The assailants who allegedly fired six bullets into the home on the 2900 block of Clinton Street, said Wysocki, were targeting the house — and not the Camden County police officers who had been living there for three years. Community engagement officers Randy Cintron and Jaihna Ibanez were on the second floor tending to their 10-day-old baby when the incident occurred on the evening of September 15. None of the three was harmed.

The announcement laid to rest any speculation that Cintron and Ibanez, who attended the press conference but did not speak, were fired upon because of their badges.

On October 5, 2020, Camden County police officers Randy Cintron, left, and Jaihna Ibanez attend a press conference to announce the arrests of four suspects in the September 15 shooting of their Camden home. They were on the second floor at the time with their infant; all three were unharmed. (April Saul / WHYY)

“I don’t believe the suspects knew the police officers lived there,” said Wysocki.  Later, when pressed by reporters, Wysocki would not comment on who the real targets may have been, saying simply, “They had the wrong house.”

Even as they expressed relief at the arrests, law enforcement officials were hardly celebratory.

The press conference began with Chief Wysocki acknowledging a surge of violence in the city that has resulted in 12 homicides in the last six weeks. He said it was reminiscent of 2012, when 67 people were killed in Camden, drawing national attention for a wave of violence in a small city.

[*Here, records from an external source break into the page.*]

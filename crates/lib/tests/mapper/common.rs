//! Shared helpers for mapper integration tests.

use std::path::Path;

use buildgraph_lib::address::Address;
use buildgraph_lib::config::GraphConfig;
use buildgraph_lib::mapper::AddressMapper;
use buildgraph_lib::objects::Struct;
use serde_json::json;
use tempfile::TempDir;

/// A project tree in a temporary directory.
///
/// [`Project::fixture`] lays out:
///
/// ```text
/// root.BUILD.json     //:root     (struct)
/// a/b/b.BUILD.json    a/b:b       (target with nested fields)
/// a/d/d.BUILD.json    a/d:d       (target)
/// a/d/e/e.BUILD.json  a/d/e:e     (target), a/d/e:e-prime (struct)
/// ```
pub struct Project {
  pub temp: TempDir,
}

impl Project {
  pub fn empty() -> Self {
    Self {
      temp: TempDir::new().unwrap(),
    }
  }

  pub fn fixture() -> Self {
    let project = Self::empty();
    project.write("root.BUILD.json", r#"{"type_alias": "struct", "name": "root"}"#);
    project.write(
      "a/b/b.BUILD.json",
      r#"{
        "type_alias": "target",
        "name": "b",
        "dependencies": ["//d:e"],
        "configurations": ["//a", {"embedded": "yes"}]
      }"#,
    );
    project.write("a/d/d.BUILD.json", r#"{"type_alias": "target", "name": "d"}"#);
    project.write(
      "a/d/e/e.BUILD.json",
      r#"{"type_alias": "target", "name": "e"}
{"type_alias": "struct", "name": "e-prime"}"#,
    );
    project.write("a/d/e/notes.txt", "not a declaration file");
    project
  }

  pub fn root(&self) -> &Path {
    self.temp.path()
  }

  pub fn write(&self, rel: &str, content: &str) {
    let path = self.root().join(rel);
    if let Some(parent) = path.parent() {
      std::fs::create_dir_all(parent).unwrap();
    }
    std::fs::write(path, content).unwrap();
  }

  pub fn mkdir(&self, rel: &str) {
    std::fs::create_dir_all(self.root().join(rel)).unwrap();
  }

  pub fn remove(&self, rel: &str) {
    std::fs::remove_file(self.root().join(rel)).unwrap();
  }

  /// Mapper over `*.BUILD.json` files declaring `target` and `struct`.
  pub fn mapper(&self) -> AddressMapper {
    let config = GraphConfig {
      build_patterns: vec!["*.BUILD.json".to_string()],
      types: vec!["target".to_string(), "struct".to_string()],
      parallelism: 2,
      ..Default::default()
    };
    config.mapper(self.root()).unwrap()
  }
}

pub fn addr(spec: &str) -> Address {
  Address::parse(spec).unwrap()
}

pub fn target(name: &str) -> Struct {
  Struct::new("target").with("name", name)
}

pub fn plain(name: &str) -> Struct {
  Struct::new("struct").with("name", name)
}

pub fn a_b_target() -> Struct {
  target("b")
    .with("dependencies", json!(["//d:e"]))
    .with("configurations", json!(["//a", {"embedded": "yes"}]))
}
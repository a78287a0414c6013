//! One declaration file's objects, keyed by local name.

use std::collections::BTreeMap;
use std::collections::btree_map::Entry;
use std::path::{Path, PathBuf};

use super::types::MapperError;
use crate::address::validate_name;
use crate::objects::{Parsed, Struct};
use crate::parser::Parser;

/// The parse result of exactly one declaration file.
#[derive(Debug, Clone, PartialEq)]
pub struct AddressMap {
  path: PathBuf,
  objects_by_name: BTreeMap<String, Struct>,
}

impl AddressMap {
  pub fn new(path: impl Into<PathBuf>, objects_by_name: BTreeMap<String, Struct>) -> Self {
    Self {
      path: path.into(),
      objects_by_name,
    }
  }

  /// Parse `content` with `parser` and index the objects by name.
  ///
  /// # Errors
  ///
  /// - `UnaddressableObject` if the file declares nothing, declares an
  ///   unregistered item, or declares an object without a usable name.
  /// - `DuplicateName` if two objects in the file share a name.
  /// - `Parse` if the parser rejects the syntax.
  pub fn parse(path: &Path, content: &[u8], parser: &dyn Parser) -> Result<Self, MapperError> {
    let mut objects_by_name = BTreeMap::new();

    for item in parser.parse(path, content) {
      let item = item.map_err(|e| MapperError::Parse {
        path: path.to_path_buf(),
        message: e.message,
      })?;

      let object = match item {
        Parsed::Addressable(object) => object,
        Parsed::Unregistered(value) => {
          return Err(MapperError::UnaddressableObject {
            path: path.to_path_buf(),
            reason: format!("{} is not a registered addressable type", value),
          });
        }
      };

      let Some(name) = object.name().map(str::to_string) else {
        return Err(MapperError::UnaddressableObject {
          path: path.to_path_buf(),
          reason: format!("{} has no name", object),
        });
      };

      if let Err(e) = validate_name(&name, &name) {
        return Err(MapperError::UnaddressableObject {
          path: path.to_path_buf(),
          reason: e.to_string(),
        });
      }

      match objects_by_name.entry(name) {
        Entry::Occupied(entry) => {
          return Err(MapperError::DuplicateName {
            name: entry.key().clone(),
            first: path.to_path_buf(),
            second: path.to_path_buf(),
            addresses: Vec::new(),
          });
        }
        Entry::Vacant(entry) => {
          entry.insert(object);
        }
      }
    }

    if objects_by_name.is_empty() {
      return Err(MapperError::UnaddressableObject {
        path: path.to_path_buf(),
        reason: "the file declares no addressable objects".to_string(),
      });
    }

    Ok(Self::new(path, objects_by_name))
  }

  pub fn path(&self) -> &Path {
    &self.path
  }

  pub fn objects_by_name(&self) -> &BTreeMap<String, Struct> {
    &self.objects_by_name
  }

  pub(crate) fn into_parts(self) -> (PathBuf, BTreeMap<String, Struct>) {
    (self.path, self.objects_by_name)
  }
}
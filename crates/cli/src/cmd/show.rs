//! Implementation of the `bgraph show` command.

use std::path::Path;

use anyhow::{Context, Result};
use serde::Serialize;

use buildgraph_lib::graph::UnhydratedStruct;
use buildgraph_lib::objects::Struct;

use super::{open_mapper, parse_specs};
use crate::output::{OutputFormat, print_address, print_json, print_stat};

#[derive(Serialize)]
struct ShownObject<'a> {
  address: String,
  build_file: String,
  object: &'a Struct,
}

impl<'a> From<&'a UnhydratedStruct> for ShownObject<'a> {
  fn from(s: &'a UnhydratedStruct) -> Self {
    Self {
      address: s.address.spec(),
      build_file: s.build_file.display().to_string(),
      object: &s.object,
    }
  }
}

pub fn cmd_show(root: &Path, specs: &[String], output: OutputFormat) -> Result<()> {
  let specs = parse_specs(specs)?;
  let (_, mapper) = open_mapper(root)?;

  let structs = mapper
    .unhydrated_structs(specs.clone())
    .with_context(|| format!("Failed to resolve {}", specs))?;

  if output.is_json() {
    let shown: Vec<ShownObject> = structs.iter().map(ShownObject::from).collect();
    return print_json(&shown);
  }

  for (idx, s) in structs.iter().enumerate() {
    if idx > 0 {
      println!();
    }
    print_address(&s.address.spec(), Some(&s.build_file.display().to_string()));
    print_stat("type", &s.object.type_alias);
    for (field, value) in &s.object.fields {
      print_stat(field, &value.to_string());
    }
  }
  Ok(())
}
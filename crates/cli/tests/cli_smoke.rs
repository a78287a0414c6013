//! CLI smoke tests for bgraph.
//!
//! These tests run the binary against a small project tree and check output
//! and exit codes.

use assert_cmd::Command;
use assert_cmd::cargo::cargo_bin_cmd;
use predicates::prelude::*;
use tempfile::TempDir;

/// Get a Command for the bgraph binary.
fn bgraph_cmd() -> Command {
  cargo_bin_cmd!("bgraph")
}

fn write(temp: &TempDir, rel: &str, content: &str) {
  let path = temp.path().join(rel);
  std::fs::create_dir_all(path.parent().unwrap()).unwrap();
  std::fs::write(path, content).unwrap();
}

/// `//:root`, `a/b:b`, `a/d:d`, `a/d/e:e`.
fn project() -> TempDir {
  let temp = TempDir::new().unwrap();
  write(&temp, "BUILD.json", r#"{"type_alias": "struct", "name": "root"}"#);
  write(&temp, "a/b/BUILD.json", r#"{"type_alias": "target", "name": "b", "sources": ["b.rs"]}"#);
  write(&temp, "a/d/BUILD.json", r#"{"type_alias": "target", "name": "d"}"#);
  write(&temp, "a/d/e/e.BUILD.json", r#"{"type_alias": "target", "name": "e"}"#);
  temp
}

// =============================================================================
// Help & Version
// =============================================================================

#[test]
fn help_flag_works() {
  bgraph_cmd()
    .arg("--help")
    .assert()
    .success()
    .stdout(predicate::str::contains("Usage"));
}

#[test]
fn version_flag_works() {
  bgraph_cmd()
    .arg("--version")
    .assert()
    .success()
    .stdout(predicate::str::contains("bgraph"));
}

#[test]
fn subcommand_help_works() {
  for cmd in &["list", "show", "families", "watch"] {
    bgraph_cmd()
      .arg(cmd)
      .arg("--help")
      .assert()
      .success()
      .stdout(predicate::str::contains("Usage"));
  }
}

// =============================================================================
// list
// =============================================================================

#[test]
fn list_descendants() {
  let temp = project();

  bgraph_cmd()
    .arg("--root")
    .arg(temp.path())
    .args(["list", "::"])
    .assert()
    .success()
    .stdout(predicate::eq("//:root\na/b:b\na/d:d\na/d/e:e\n"));
}

#[test]
fn list_json() {
  let temp = project();

  let output = bgraph_cmd()
    .arg("--root")
    .arg(temp.path())
    .args(["--format", "json", "list", "a/d:", "a/b"])
    .output()
    .unwrap();

  assert!(output.status.success());
  let specs: Vec<String> = serde_json::from_slice(&output.stdout).unwrap();
  assert_eq!(specs, vec!["a/b:b", "a/d:d"]);
}

#[test]
fn list_missing_address_fails() {
  let temp = project();

  bgraph_cmd()
    .arg("--root")
    .arg(temp.path())
    .args(["list", "a/b:nope"])
    .assert()
    .failure()
    .stderr(predicate::str::contains("'nope' was not found in namespace 'a/b'"));
}

#[test]
fn list_invalid_spec_fails() {
  let temp = project();

  bgraph_cmd()
    .arg("--root")
    .arg(temp.path())
    .args(["list", "a:b/c"])
    .assert()
    .failure()
    .stderr(predicate::str::contains("Invalid spec"));
}

// =============================================================================
// show
// =============================================================================

#[test]
fn show_prints_fields() {
  let temp = project();

  bgraph_cmd()
    .arg("--root")
    .arg(temp.path())
    .args(["show", "a/b"])
    .assert()
    .success()
    .stdout(predicate::str::contains("a/b:b"))
    .stdout(predicate::str::contains("a/b/BUILD.json"))
    .stdout(predicate::str::contains("sources"));
}

#[test]
fn show_json() {
  let temp = project();

  let output = bgraph_cmd()
    .arg("--root")
    .arg(temp.path())
    .args(["--format", "json", "show", "a/d/e"])
    .output()
    .unwrap();

  assert!(output.status.success());
  let shown: serde_json::Value = serde_json::from_slice(&output.stdout).unwrap();
  assert_eq!(shown[0]["address"], "a/d/e:e");
  assert_eq!(shown[0]["build_file"], "a/d/e/e.BUILD.json");
  assert_eq!(shown[0]["object"]["type_alias"], "target");
}

#[test]
fn broken_declaration_file_fails() {
  let temp = project();
  write(&temp, "a/b/BUILD.json", "{\"type_alias\": ");

  bgraph_cmd()
    .arg("--root")
    .arg(temp.path())
    .args(["show", "a/b"])
    .assert()
    .failure()
    .stderr(predicate::str::contains("failed to parse"));
}

// =============================================================================
// families
// =============================================================================

#[test]
fn families_lists_build_files() {
  let temp = project();

  bgraph_cmd()
    .arg("--root")
    .arg(temp.path())
    .args(["families", "a/d"])
    .assert()
    .success()
    .stdout(predicate::str::contains("a/d:d"))
    .stdout(predicate::str::contains("a/d/BUILD.json"));
}

#[test]
fn families_of_empty_namespace() {
  let temp = project();

  bgraph_cmd()
    .arg("--root")
    .arg(temp.path())
    .args(["families", "a"])
    .assert()
    .success()
    .stderr(predicate::str::contains("No declarations in 'a'"));
}

// =============================================================================
// config
// =============================================================================

#[test]
fn config_restricts_types() {
  let temp = project();
  write(&temp, "buildgraph.toml", "types = [\"target\"]\n");

  bgraph_cmd()
    .arg("--root")
    .arg(temp.path())
    .args(["list", "::"])
    .assert()
    .failure()
    .stderr(predicate::str::contains("unaddressable object"));
}

#[test]
fn missing_root_fails() {
  let temp = TempDir::new().unwrap();

  bgraph_cmd()
    .arg("--root")
    .arg(temp.path().join("nope"))
    .args(["list", "::"])
    .assert()
    .failure()
    .stderr(predicate::str::contains("Build root not found"));
}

Wysocki had just met the day before, he said, with the daughter of the latest victim, 74-year old Sheila Baskins, who was shot repeatedly around 10 a.m. on Sunday as she sat in a car in the Centerville section of the city.  Like the shooting at the officers’ home, Wysocki said he did not believe Baskins was the intended target.

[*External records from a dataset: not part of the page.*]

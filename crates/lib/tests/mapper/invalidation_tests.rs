//! Cached resolution and its invalidation.

use buildgraph_lib::specs::Spec;

use super::common::{Project, addr, plain, target};

#[test]
fn no_address_no_family() {
  let project = Project::fixture();
  let mapper = project.mapper();
  let spec = Spec::single("a/c", "c");

  // Does not exist.
  assert!(mapper.resolve_objects(spec.clone()).unwrap_err().is_not_found());

  project.write("a/c/c.BUILD.json", r#"{"type_alias": "struct", "name": "c"}"#);

  // On disk, but the cached family is still empty.
  assert!(mapper.resolve_objects(spec.clone()).is_err());

  mapper.invalidate(["a/c"]);

  let resolved = mapper.unhydrated_structs(spec).unwrap();
  assert_eq!(resolved.len(), 1);
  assert_eq!(resolved[0].object, plain("c"));
}

#[test]
fn repeated_requests_run_no_rule_twice() {
  let project = Project::fixture();
  let mapper = project.mapper();

  let first = mapper.resolve_objects(Spec::descendants("")).unwrap();
  let runs = mapper.scheduler().stats();
  let second = mapper.resolve_objects(Spec::descendants("")).unwrap();

  assert_eq!(first, second);
  assert_eq!(mapper.scheduler().stats().rule_runs, runs.rule_runs);
  assert_eq!(runs.runs("parse_address_family"), 4);
}

#[test]
fn edit_reparses_only_its_namespace() {
  let project = Project::fixture();
  let mapper = project.mapper();
  mapper.resolve(Spec::descendants("")).unwrap();
  let before = mapper.scheduler().stats();

  project.write("a/d/d.BUILD.json", r#"{"type_alias": "target", "name": "d2"}"#);
  assert!(mapper.invalidate(["a/d/d.BUILD.json"]) > 0);

  let addresses = mapper.resolve(Spec::descendants("")).unwrap();
  assert!(addresses.contains(&addr("a/d:d2")));
  assert!(!addresses.contains(&addr("a/d:d")));

  let after = mapper.scheduler().stats();
  assert_eq!(after.runs("parse_address_family"), before.runs("parse_address_family") + 1);
  assert_eq!(after.runs("read_file"), before.runs("read_file") + 1);
}

#[test]
fn absolute_paths_are_accepted() {
  let project = Project::fixture();
  let mapper = project.mapper();
  assert_eq!(mapper.resolve(Spec::siblings("a/b")).unwrap().len(), 1);

  project.write("a/b/more.BUILD.json", r#"{"type_alias": "target", "name": "more"}"#);
  mapper.invalidate([project.root().join("a/b/more.BUILD.json")]);

  assert_eq!(mapper.resolve(Spec::siblings("a/b")).unwrap().len(), 2);
}

#[test]
fn changes_outside_the_root_are_ignored() {
  let project = Project::fixture();
  let mapper = project.mapper();
  mapper.resolve(Spec::descendants("")).unwrap();

  assert_eq!(mapper.invalidate(["/definitely/not/the/root/BUILD.json"]), 0);
  assert_eq!(mapper.scheduler().stats().runs("parse_address_family"), 4);
}

#[test]
fn removed_files_disappear() {
  let project = Project::fixture();
  let mapper = project.mapper();
  assert!(mapper.resolve(Spec::single("a/d", "d")).is_ok());

  project.remove("a/d/d.BUILD.json");
  mapper.invalidate(["a/d/d.BUILD.json"]);

  assert!(mapper.resolve(Spec::single("a/d", "d")).unwrap_err().is_not_found());
  assert_eq!(
    mapper.resolve_objects(Spec::descendants("a/d")).unwrap().into_iter().collect::<Vec<_>>(),
    vec![(addr("a/d/e:e"), target("e")), (addr("a/d/e:e-prime"), plain("e-prime"))]
  );
}

#[test]
fn new_directories_join_descendant_walks() {
  let project = Project::fixture();
  let mapper = project.mapper();
  assert_eq!(mapper.resolve(Spec::descendants("a")).unwrap().len(), 4);

  project.write("a/f/g/g.BUILD.json", r#"{"type_alias": "target", "name": "g"}"#);
  mapper.invalidate(["a/f"]);

  let addresses = mapper.resolve(Spec::descendants("a")).unwrap();
  assert_eq!(addresses.len(), 5);
  assert!(addresses.contains(&addr("a/f/g")));
}

#[test]
fn nested_new_file_alone_reaches_descendant_walks() {
  let project = Project::fixture();
  let mapper = project.mapper();
  assert_eq!(mapper.resolve(Spec::descendants("a/b")).unwrap().len(), 1);

  project.write("a/b/f/g/g.BUILD.json", r#"{"type_alias": "target", "name": "g"}"#);
  assert!(mapper.invalidate(["a/b/f/g/g.BUILD.json"]) > 0);

  let addresses = mapper.resolve(Spec::descendants("a/b")).unwrap();
  assert_eq!(addresses.into_iter().collect::<Vec<_>>(), vec![addr("a/b:b"), addr("a/b/f/g")]);
}

#[test]
fn changes_in_ignored_directories_evict_nothing() {
  let project = Project::fixture();
  let mapper = project.mapper();
  mapper.resolve(Spec::descendants("")).unwrap();

  project.write(".git/index", "binary");
  assert_eq!(mapper.invalidate([".git/index"]), 0);
  assert_eq!(mapper.invalidate(["../elsewhere/x.BUILD.json"]), 0);
  assert!(mapper.scheduler().stats().cached_nodes > 0);
}

#[test]
fn invalidate_all_forces_a_full_rebuild() {
  let project = Project::fixture();
  let mapper = project.mapper();
  mapper.resolve(Spec::descendants("")).unwrap();

  assert!(mapper.invalidate_all() > 0);
  assert_eq!(mapper.scheduler().stats().cached_nodes, 0);

  mapper.resolve(Spec::descendants("")).unwrap();
  assert_eq!(mapper.scheduler().stats().runs("parse_address_family"), 8);
}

“It rips my heart out what happened,” he said of the grandmother’s killing. “I’m beyond disturbed for this senseless, tragic death. But we have to hold people accountable for their actions and that’s one thing I want to address here today.”

Wysocki credited the Camden County Prosecutor’s office, ATF, FBI, DEA, U.S. Attorney’s Office, U.S. Marshals Task Force, N.J. State Police, and the West Hartford Police Department — because Johnson was apprehended in Connecticut — with invaluable assistance in the arrests of the four men over a 36-hour period.

The speakers pledged to address the current spate of gun violence in the city with their Violent Crime Initiative, an ongoing multi-agency push to share information to try to decrease violent crime in Camden.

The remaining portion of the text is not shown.